//! Shared fakes and fixtures for Quill tests.
//!
//! `MockLlm` and `MockSearch` are cheap to clone; clones share their script and
//! their request log, so a test can hand one clone to the code under test and
//! keep another to inspect what was sent.

use std::collections::VecDeque;
use std::sync::{Arc, Mutex};
use std::time::Duration;

use futures::future::BoxFuture;
use futures::stream::BoxStream;

use quill_core::config::{AppConfig, ModelConfig};
use quill_core::error::{QuillError, Result};
use quill_core::traits::{LlmClient, SearchProvider};
use quill_core::types::*;

#[derive(Debug, Clone)]
enum Scripted {
    Text(String),
    Fail(String),
}

/// A request captured by [`MockLlm`].
#[derive(Debug, Clone)]
pub struct RecordedRequest {
    pub messages: Vec<ChatMessage>,
    pub options: ChatOptions,
}

impl RecordedRequest {
    pub fn system(&self) -> &str {
        self.messages
            .iter()
            .find(|m| m.role == Role::System)
            .map(|m| m.text())
            .unwrap_or("")
    }

    pub fn user(&self) -> &str {
        self.messages
            .iter()
            .rev()
            .find(|m| m.role == Role::User)
            .map(|m| m.text())
            .unwrap_or("")
    }
}

#[derive(Default)]
struct MockLlmInner {
    script: Mutex<VecDeque<Scripted>>,
    requests: Mutex<Vec<RecordedRequest>>,
    fallback: Mutex<Option<String>>,
    delay: Mutex<Option<Duration>>,
}

/// Scripted generation provider. Replies are consumed in order.
#[derive(Clone, Default)]
pub struct MockLlm {
    inner: Arc<MockLlmInner>,
}

impl MockLlm {
    pub fn new() -> Self {
        Self::default()
    }

    /// Queue a successful reply.
    pub fn then_text(self, text: impl Into<String>) -> Self {
        self.inner
            .script
            .lock()
            .unwrap()
            .push_back(Scripted::Text(text.into()));
        self
    }

    /// Queue a provider failure.
    pub fn then_fail(self, message: impl Into<String>) -> Self {
        self.inner
            .script
            .lock()
            .unwrap()
            .push_back(Scripted::Fail(message.into()));
        self
    }

    /// Reply used once the script is exhausted. Without one, an exhausted
    /// script fails the call.
    pub fn otherwise(self, text: impl Into<String>) -> Self {
        *self.inner.fallback.lock().unwrap() = Some(text.into());
        self
    }

    /// Sleep before answering each call.
    pub fn with_delay(self, delay: Duration) -> Self {
        *self.inner.delay.lock().unwrap() = Some(delay);
        self
    }

    pub fn requests(&self) -> Vec<RecordedRequest> {
        self.inner.requests.lock().unwrap().clone()
    }

    pub fn call_count(&self) -> usize {
        self.inner.requests.lock().unwrap().len()
    }

    fn next_reply(&self) -> Scripted {
        let next = self.inner.script.lock().unwrap().pop_front();
        match next {
            Some(reply) => reply,
            None => match self.inner.fallback.lock().unwrap().clone() {
                Some(text) => Scripted::Text(text),
                None => Scripted::Fail("mock script exhausted".to_string()),
            },
        }
    }
}

impl LlmClient for MockLlm {
    fn chat_stream(
        &self,
        _config: &ModelConfig,
        messages: Vec<ChatMessage>,
        options: ChatOptions,
    ) -> BoxFuture<'_, Result<BoxStream<'_, Result<StreamDelta>>>> {
        Box::pin(async move {
            let delay = *self.inner.delay.lock().unwrap();
            if let Some(delay) = delay {
                tokio::time::sleep(delay).await;
            }

            self.inner
                .requests
                .lock()
                .unwrap()
                .push(RecordedRequest { messages, options });

            match self.next_reply() {
                Scripted::Text(text) => {
                    // Two chunks, so callers must accumulate deltas.
                    let mid = text
                        .char_indices()
                        .nth(text.chars().count() / 2)
                        .map(|(i, _)| i)
                        .unwrap_or(0);
                    let (head, tail) = text.split_at(mid);
                    let deltas = vec![
                        Ok(StreamDelta::TextDelta(head.to_string())),
                        Ok(StreamDelta::TextDelta(tail.to_string())),
                        Ok(StreamDelta::Stop(StopReason::EndTurn)),
                    ];
                    Ok(Box::pin(futures::stream::iter(deltas)) as BoxStream<'_, Result<StreamDelta>>)
                }
                Scripted::Fail(message) => Err(QuillError::provider("mock", message)),
            }
        })
    }
}

#[derive(Default)]
struct MockSearchInner {
    documents: DocumentSet,
    failure: Option<String>,
    queries: Mutex<Vec<(String, usize)>>,
}

/// Search provider returning a fixed document set.
#[derive(Clone)]
pub struct MockSearch {
    inner: Arc<MockSearchInner>,
}

impl MockSearch {
    pub fn new(documents: DocumentSet) -> Self {
        Self {
            inner: Arc::new(MockSearchInner {
                documents,
                ..Default::default()
            }),
        }
    }

    /// A provider whose every call fails.
    pub fn failing(message: impl Into<String>) -> Self {
        Self {
            inner: Arc::new(MockSearchInner {
                failure: Some(message.into()),
                ..Default::default()
            }),
        }
    }

    /// Queries received so far, with the requested result count.
    pub fn queries(&self) -> Vec<(String, usize)> {
        self.inner.queries.lock().unwrap().clone()
    }
}

impl SearchProvider for MockSearch {
    fn name(&self) -> &str {
        "mock"
    }

    fn search(&self, query: &str, k: usize) -> BoxFuture<'_, Result<DocumentSet>> {
        let query = query.to_string();
        Box::pin(async move {
            self.inner.queries.lock().unwrap().push((query, k));
            if let Some(ref message) = self.inner.failure {
                return Err(QuillError::provider("mock", message.clone()));
            }
            let docs: Vec<Document> = self.inner.documents.iter().take(k).cloned().collect();
            Ok(DocumentSet::new(docs))
        })
    }
}

/// Documents at `http://a`, `http://b`, `http://c`.
pub fn sample_documents() -> DocumentSet {
    DocumentSet::new(vec![
        Document::new("http://a", "Alpha source content").with_title("Alpha"),
        Document::new("http://b", "Beta source content").with_title("Beta"),
        Document::new("http://c", "Gamma source content").with_title("Gamma"),
    ])
}

/// Curator reply selecting the given URLs.
pub fn curate_reply(urls: &[&str]) -> String {
    serde_json::json!({ "urls": urls }).to_string()
}

/// Config for tests: memory checkpoints, short timeout, no logging.
pub fn test_config() -> AppConfig {
    AppConfig::parse(
        r#"
workspace = "/tmp/quill-test"

[model]
model_id = "mock-model"

[research]
step_timeout_secs = 5

[checkpoint]
backend = "memory"
"#,
    )
    .expect("test config parses")
}
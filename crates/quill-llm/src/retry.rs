use std::time::Duration;

use futures::future::BoxFuture;
use futures::stream::BoxStream;
use tracing::{info, warn};

use quill_core::config::{ModelConfig, RetryConfig};
use quill_core::error::{QuillError, Result};
use quill_core::traits::LlmClient;
use quill_core::types::*;

/// An LLM client that retries failed requests and falls back to alternative providers.
///
/// This is a caller-side policy: the workflow engine itself never retries.
pub struct RetryingClient {
    primary: Box<dyn LlmClient>,
    fallbacks: Vec<(ModelConfig, Box<dyn LlmClient>)>,
    retry_config: RetryConfig,
}

impl RetryingClient {
    pub fn new(
        primary: Box<dyn LlmClient>,
        fallbacks: Vec<(ModelConfig, Box<dyn LlmClient>)>,
        retry_config: RetryConfig,
    ) -> Self {
        Self {
            primary,
            fallbacks,
            retry_config,
        }
    }
}

fn is_retryable(e: &QuillError) -> bool {
    match e {
        QuillError::Provider { message, .. } => {
            message.contains("429")
                || message.contains("500")
                || message.contains("502")
                || message.contains("503")
                || message.contains("timeout")
                || message.contains("connection")
        }
        _ => false,
    }
}

fn calculate_backoff(attempt: u32, config: &RetryConfig) -> Duration {
    let ms = config
        .initial_backoff_ms
        .saturating_mul(2u64.saturating_pow(attempt))
        .min(config.max_backoff_ms);
    // Add jitter: 0.8x to 1.2x
    let jitter = 0.8 + rand::random::<f64>() * 0.4;
    Duration::from_millis((ms as f64 * jitter) as u64)
}

impl LlmClient for RetryingClient {
    fn chat_stream(
        &self,
        config: &ModelConfig,
        messages: Vec<ChatMessage>,
        options: ChatOptions,
    ) -> BoxFuture<'_, Result<BoxStream<'_, Result<StreamDelta>>>> {
        let config = config.clone();

        Box::pin(async move {
            let max_retries = self.retry_config.max_retries;

            // Try primary with retries
            let mut last_err = None;
            for attempt in 0..=max_retries {
                match self
                    .primary
                    .chat_stream(&config, messages.clone(), options)
                    .await
                {
                    Ok(stream) => return Ok(stream),
                    Err(e) => {
                        if is_retryable(&e) && attempt < max_retries {
                            let backoff = calculate_backoff(attempt, &self.retry_config);
                            warn!(
                                attempt = attempt + 1,
                                max_retries,
                                backoff_ms = backoff.as_millis() as u64,
                                error = %e,
                                "Retrying LLM request"
                            );
                            tokio::time::sleep(backoff).await;
                            last_err = Some(e);
                            continue;
                        }
                        last_err = Some(e);
                        break;
                    }
                }
            }

            // Primary exhausted, try fallbacks
            if !self.fallbacks.is_empty() {
                info!("Primary LLM exhausted, trying fallback models");
            }
            for (fb_config, fb_client) in &self.fallbacks {
                match fb_client
                    .chat_stream(fb_config, messages.clone(), options)
                    .await
                {
                    Ok(stream) => {
                        info!(
                            model = %fb_config.model_id,
                            provider = %fb_config.provider,
                            "Fell back to alternative model"
                        );
                        return Ok(stream);
                    }
                    Err(e) => {
                        warn!(
                            model = %fb_config.model_id,
                            error = %e,
                            "Fallback model also failed"
                        );
                        continue;
                    }
                }
            }

            Err(last_err.unwrap_or_else(|| QuillError::provider("llm", "All providers failed")))
        })
    }
}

★ ★ ★ ★ ★ ★ ★

Your goal:
Each line of the material that has the word "messages" belongs in the answer.

Solution to this task:
    pub messages: Vec<ChatMessage>,
        self.messages
        self.messages
        messages: Vec<ChatMessage>,
                .push(RecordedRequest { messages, options });
        messages: Vec<ChatMessage>,
                    .chat_stream(&config, messages.clone(), options)
                    .chat_stream(fb_config, messages.clone(), options)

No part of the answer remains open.